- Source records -
══════════

//! Idle-wait strategies for a consumer polling an empty queue.
//!
//! A consumer loop calls [`WaitStrategy::wait`] after every failed pop and
//! [`WaitStrategy::reset`] after every successful one:
//!
//! ```
//! use relay_queue::{spsc, AdaptiveWait, AtomicRunState, RunState, WaitStrategy};
//!
//! let (mut tx, mut rx) = spsc::channel::<u32>(64).unwrap();
//! let state = AtomicRunState::new(RunState::Running);
//!
//! tx.try_push(7).unwrap();
//! state.store(RunState::Stopping);
//!
//! let mut wait = AdaptiveWait::new();
//! let mut consumed = 0;
//! while state.load() == RunState::Running || !rx.is_empty() {
//!     if rx.try_pop().is_some() {
//!         consumed += 1;
//!         wait.reset();
//!     } else {
//!         wait.wait();
//!     }
//! }
//! assert_eq!(consumed, 1);
//! ```
//!
//! # Three-Phase Backoff
//!
//! ```text
//! Phase 1: Spin   (idle_count < spin_threshold)
//! ├── Burst of pause/yield hint instructions
//! └── Lowest latency, burns a core
//!
//! Phase 2: Yield  (idle_count < yield_threshold)
//! ├── Give the rest of the time slice back to the scheduler
//! └── Moderate latency, far less CPU
//!
//! Phase 3: Sleep  (otherwise)
//! ├── Block for a fixed quantum (default 1 ms)
//! └── Lowest CPU, highest tail latency
//! ```
//!
//! A fixed sleep under-reacts to short bursts: a 50 µs gap between bursts
//! costs a full 1 ms of latency and the queue fills up meanwhile. The
//! adaptive strategy catches short gaps while spinning and only pays for
//! sleeping once the queue has been idle for a while.

pub mod config;
pub mod hint;

use std::thread;
use std::time::Duration;

pub use config::{WaitConfig, WaitConfigBuilder};
pub use hint::hardware_idle_hint;

use crate::error::Result;

/// What a single [`WaitStrategy::wait`] call did.
///
/// Ordered by cost: `Spin < Yield < Sleep`.
#[derive(Debug, Clone, Copy, PartialEq, Eq, PartialOrd, Ord, Hash)]
pub enum Phase {
    /// Busy-waited with hardware idle hints.
    Spin,
    /// Yielded the time slice to the OS scheduler.
    Yield,
    /// Slept for the configured quantum.
    Sleep,
}

/// Policy for what a consumer does while the queue is empty.
pub trait WaitStrategy {
    /// Waits once after an unsuccessful poll. Returns the phase executed.
    fn wait(&mut self) -> Phase;

    /// Forgets idle history. Call after every successful poll.
    fn reset(&mut self);
}

/// Spin, then yield, then sleep, as a function of consecutive idle waits.
///
/// One instance per consumer thread; the idle count is not shared.
#[derive(Debug, Clone)]
pub struct AdaptiveWait {
    idle_count: u64,
    config: WaitConfig,
}

impl AdaptiveWait {
    /// Creates a strategy with the default thresholds (64 / 256, 1 ms sleep).
    pub fn new() -> Self {
        Self {
            idle_count: 0,
            config: WaitConfig::default(),
        }
    }

    /// Creates a strategy with custom thresholds.
    ///
    /// # Errors
    ///
    /// Returns [`Error::InvalidConfig`](crate::Error::InvalidConfig) if the
    /// configuration doesn't validate.
    ///
    /// # Example
    ///
    /// ```
    /// use relay_queue::{AdaptiveWait, WaitConfig};
    /// use std::time::Duration;
    ///
    /// let config = WaitConfig::builder()
    ///     .spin_threshold(16)
    ///     .yield_threshold(64)
    ///     .sleep(Duration::from_micros(100))
    ///     .build()
    ///     .unwrap();
    /// let wait = AdaptiveWait::with_config(config).unwrap();
    /// assert_eq!(wait.idle_count(), 0);
    /// ```
    pub fn with_config(config: WaitConfig) -> Result<Self> {
        config.validate()?;
        Ok(Self {
            idle_count: 0,
            config,
        })
    }

    /// Consecutive idle waits since the last reset.
    #[inline]
    pub const fn idle_count(&self) -> u64 {
        self.idle_count
    }

    /// The phase the next [`wait`](WaitStrategy::wait) will execute.
    #[inline]
    pub const fn next_phase(&self) -> Phase {
        self.config.phase_for(self.idle_count.saturating_add(1))
    }

    /// Returns the configuration.
    #[inline]
    pub const fn config(&self) -> &WaitConfig {
        &self.config
    }
}

impl Default for AdaptiveWait {
    fn default() -> Self {
        Self::new()
    }
}

impl WaitStrategy for AdaptiveWait {
    #[inline]
    fn wait(&mut self) -> Phase {
        let previous = self.config.phase_for(self.idle_count);
        self.idle_count = self.idle_count.saturating_add(1);

        let phase = self.config.phase_for(self.idle_count);
        match phase {
            Phase::Spin => hint::spin_burst(self.config.spin_hints),
            Phase::Yield => thread::yield_now(),
            Phase::Sleep => {
                if previous != Phase::Sleep {
                    tracing::trace!(
                        idle_count = self.idle_count,
                        sleep = ?self.config.sleep,
                        "consumer idle, escalating to sleep"
                    );
                }
                thread::sleep(self.config.sleep);
            }
        }
        phase
    }

    #[inline]
    fn reset(&mut self) {
        self.idle_count = 0;
    }
}

/// Always sleeps for a fixed quantum. The naive baseline.
#[derive(Debug, Clone, Copy)]
pub struct SleepWait {
    quantum: Duration,
}

impl SleepWait {
    /// Creates a strategy that sleeps for `quantum` on every wait.
    pub const fn new(quantum: Duration) -> Self {
        Self { quantum }
    }
}

impl Default for SleepWait {
    fn default() -> Self {
        Self::new(config::DEFAULT_SLEEP)
    }
}

impl WaitStrategy for SleepWait {
    fn wait(&mut self) -> Phase {
        thread::sleep(self.quantum);
        Phase::Sleep
    }

    fn reset(&mut self) {}
}

/// Always spins. Only sensible when producer and consumer have their own cores.
///
/// Pinned to the same core as its producer, a spinning consumer burns the
/// producer's time slice and throughput collapses.
#[derive(Debug, Clone, Copy)]
pub struct SpinWait {
    hints: u32,
}

impl SpinWait {
    /// Creates a strategy issuing `hints` idle hints per wait.
    pub const fn new(hints: u32) -> Self {
        Self { hints }
    }
}

impl Default for SpinWait {
    fn default() -> Self {
        Self::new(config::DEFAULT_SPIN_HINTS)
    }
}

impl WaitStrategy for SpinWait {
    #[inline]
    fn wait(&mut self) -> Phase {
        hint::spin_burst(self.hints);
        Phase::Spin
    }

    fn reset(&mut self) {}
}
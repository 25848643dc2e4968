//! The bounded ring buffer shared by the SPSC and MPSC queues.
//!
//! Storage is one boxed slice of slots addressed by two monotonically
//! increasing counters:
//!
//! ```text
//! ┌───────────────────────────────────────────────────────┐
//! │ head (cache-line padded) - next position to read      │
//! ├───────────────────────────────────────────────────────┤
//! │ tail (cache-line padded) - next position to write     │
//! ├───────────────────────────────────────────────────────┤
//! │ slots: [MaybeUninit<T>; capacity]                     │
//! └───────────────────────────────────────────────────────┘
//! ```
//!
//! The queue holds positions `[head, tail)`. A position maps to slot
//! `pos & mask`, and `0 <= tail - head <= capacity` always holds.

use std::mem::MaybeUninit;

use crossbeam_utils::{Backoff, CachePadded};

use crate::error::{Error, Result};
use crate::sync::{AtomicUsize, Ordering, UnsafeCell};

type Slot<T> = UnsafeCell<MaybeUninit<T>>;

/// Fixed-capacity circular buffer with one write counter and one read counter.
pub struct RingBuffer<T> {
    /// Consumer's read position. Written only by the consumer.
    head: CachePadded<AtomicUsize>,
    /// Producer's write position. Advanced by producer(s) only.
    tail: CachePadded<AtomicUsize>,

    slots: Box<[Slot<T>]>,
    capacity: usize,
    mask: usize,
}

// Safety: slots are only touched by the thread that reserved them, and every
// handoff goes through an acquire/release pair on head, tail or a slot stamp.
unsafe impl<T: Send> Send for RingBuffer<T> {}
unsafe impl<T: Send> Sync for RingBuffer<T> {}

impl<T> RingBuffer<T> {
    /// Creates a ring buffer with exactly `capacity` slots.
    ///
    /// # Errors
    ///
    /// Returns [`Error::InvalidCapacity`] unless `capacity` is a non-zero power
    /// of two. The capacity is never rounded.
    pub fn new(capacity: usize) -> Result<Self> {
        if !capacity.is_power_of_two() {
            tracing::debug!(capacity, "rejected ring buffer capacity");
            return Err(Error::InvalidCapacity { capacity });
        }

        let slots = (0..capacity)
            .map(|_| UnsafeCell::new(MaybeUninit::uninit()))
            .collect();

        Ok(Self {
            head: CachePadded::new(AtomicUsize::new(0)),
            tail: CachePadded::new(AtomicUsize::new(0)),
            slots,
            capacity,
            mask: capacity - 1,
        })
    }

    #[inline]
    pub fn capacity(&self) -> usize {
        self.capacity
    }

    /// Number of occupied positions, `tail - head`, observed at one instant.
    ///
    /// Advisory under concurrency. `head` is loaded first so the difference
    /// can't underflow; the clamp covers a consumer racing ahead between loads.
    #[inline]
    pub fn len(&self) -> usize {
        let head = self.head.load(Ordering::Acquire);
        let tail = self.tail.load(Ordering::Acquire);
        tail.wrapping_sub(head).min(self.capacity)
    }

    #[inline(always)]
    fn slot(&self, pos: usize) -> &Slot<T> {
        // Safety: pos & mask < capacity == slots.len()
        unsafe { self.slots.get_unchecked(pos & self.mask) }
    }

    // === Producer side ===

    /// Claims the next write position among any number of producers.
    ///
    /// On success `tail` has been advanced by one and the returned position is
    /// owned by the caller. The slot is *not* yet readable; the caller must
    /// publish it by some other means (the MPSC queue uses per-slot stamps).
    /// Returns `None` when full.
    #[inline]
    pub fn reserve_write(&self) -> Option<usize> {
        // head before tail: any tail we read afterwards is >= head.
        let head = self.head.load(Ordering::Acquire);
        let tail = self.tail.load(Ordering::Relaxed);

        if tail.wrapping_sub(head) >= self.capacity {
            return None;
        }

        match self.tail.compare_exchange_weak(
            tail,
            tail.wrapping_add(1),
            Ordering::Relaxed,
            Ordering::Relaxed,
        ) {
            Ok(_) => Some(tail),
            Err(_) => self.reserve_write_contended(),
        }
    }

    #[cold]
    fn reserve_write_contended(&self) -> Option<usize> {
        let backoff = Backoff::new();

        loop {
            let head = self.head.load(Ordering::Acquire);
            let tail = self.tail.load(Ordering::Relaxed);

            if tail.wrapping_sub(head) >= self.capacity {
                return None;
            }

            if self
                .tail
                .compare_exchange_weak(
                    tail,
                    tail.wrapping_add(1),
                    Ordering::Relaxed,
                    Ordering::Relaxed,
                )
                .is_ok()
            {
                return Some(tail);
            }

            backoff.spin();
        }
    }

    /// Single-producer form: the next write position, without advancing `tail`.
    ///
    /// `tail` is read relaxed (only the caller writes it) and `head` with
    /// acquire, so the slot the consumer last vacated is free to overwrite.
    /// Publish with [`commit_write`](Self::commit_write).
    #[inline]
    pub fn reserve_write_exclusive(&self) -> Option<usize> {
        let tail = self.tail.load(Ordering::Relaxed);
        let head = self.head.load(Ordering::Acquire);
        (tail.wrapping_sub(head) < self.capacity).then_some(tail)
    }

    /// Publishes every position below `new_tail` to the consumer.
    #[inline]
    pub fn commit_write(&self, new_tail: usize) {
        self.tail.store(new_tail, Ordering::Release);
    }

    // === Consumer side ===

    /// The consumer's own read position.
    ///
    /// Relaxed: only the consumer writes `head`.
    #[inline]
    pub fn consumer_head(&self) -> usize {
        self.head.load(Ordering::Relaxed)
    }

    /// The next readable position, if `head < tail`. Does not advance `head`.
    ///
    /// Only valid when `tail` is the publication signal (single producer).
    /// Release the slot with [`commit_read`](Self::commit_read) after moving
    /// the value out.
    #[inline]
    pub fn reserve_read(&self) -> Option<usize> {
        let head = self.head.load(Ordering::Relaxed);
        let tail = self.tail.load(Ordering::Acquire);
        (head != tail).then_some(head)
    }

    /// Like [`reserve_read`](Self::reserve_read) for up to `max` positions.
    ///
    /// Returns the first position and how many are readable from it.
    #[inline]
    pub fn reserve_read_many(&self, max: usize) -> (usize, usize) {
        let head = self.head.load(Ordering::Relaxed);
        let tail = self.tail.load(Ordering::Acquire);
        (head, tail.wrapping_sub(head).min(max))
    }

    /// Hands every position below `new_head` back to producers.
    #[inline]
    pub fn commit_read(&self, new_head: usize) {
        self.head.store(new_head, Ordering::Release);
    }

    /// Moves both counters to `pos`, as if `pos` values had passed through.
    #[cfg(all(test, not(loom)))]
    pub fn seed_counters(&self, pos: usize) {
        self.head.store(pos, Ordering::Relaxed);
        self.tail.store(pos, Ordering::Relaxed);
    }

    // === Slot access ===

    /// Moves `value` into the slot for `pos`.
    ///
    /// # Safety
    ///
    /// `pos` must be reserved for writing by the caller, and the slot must be
    /// vacant (`pos - head < capacity` as observed with acquire).
    #[inline]
    pub unsafe fn write(&self, pos: usize, value: T) {
        self.slot(pos).with_mut(|slot| unsafe {
            (*slot).write(value);
        });
    }

    /// Moves the value out of the slot for `pos`.
    ///
    /// # Safety
    ///
    /// The slot must hold a value whose write happens-before this call, and
    /// it must be read exactly once before `head` moves past `pos`.
    #[inline]
    pub unsafe fn read(&self, pos: usize) -> T {
        self.slot(pos)
            .with(|slot| unsafe { (*slot).assume_init_read() })
    }
}

impl<T> Drop for RingBuffer<T> {
    fn drop(&mut self) {
        // Sole owner: every position in [head, tail) holds a written value.
        let head = self.head.load(Ordering::Relaxed);
        let tail = self.tail.load(Ordering::Relaxed);

        let mut pos = head;
        while pos != tail {
            self.slot(pos)
                .with_mut(|slot| unsafe { (*slot).assume_init_drop() });
            pos = pos.wrapping_add(1);
        }
    }
}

══════════

- YOUR GOAL -
The string "observed": state how many lines above contain it, giving nothing but the number.

- SOLUTION TO THIS PROBLEM -
2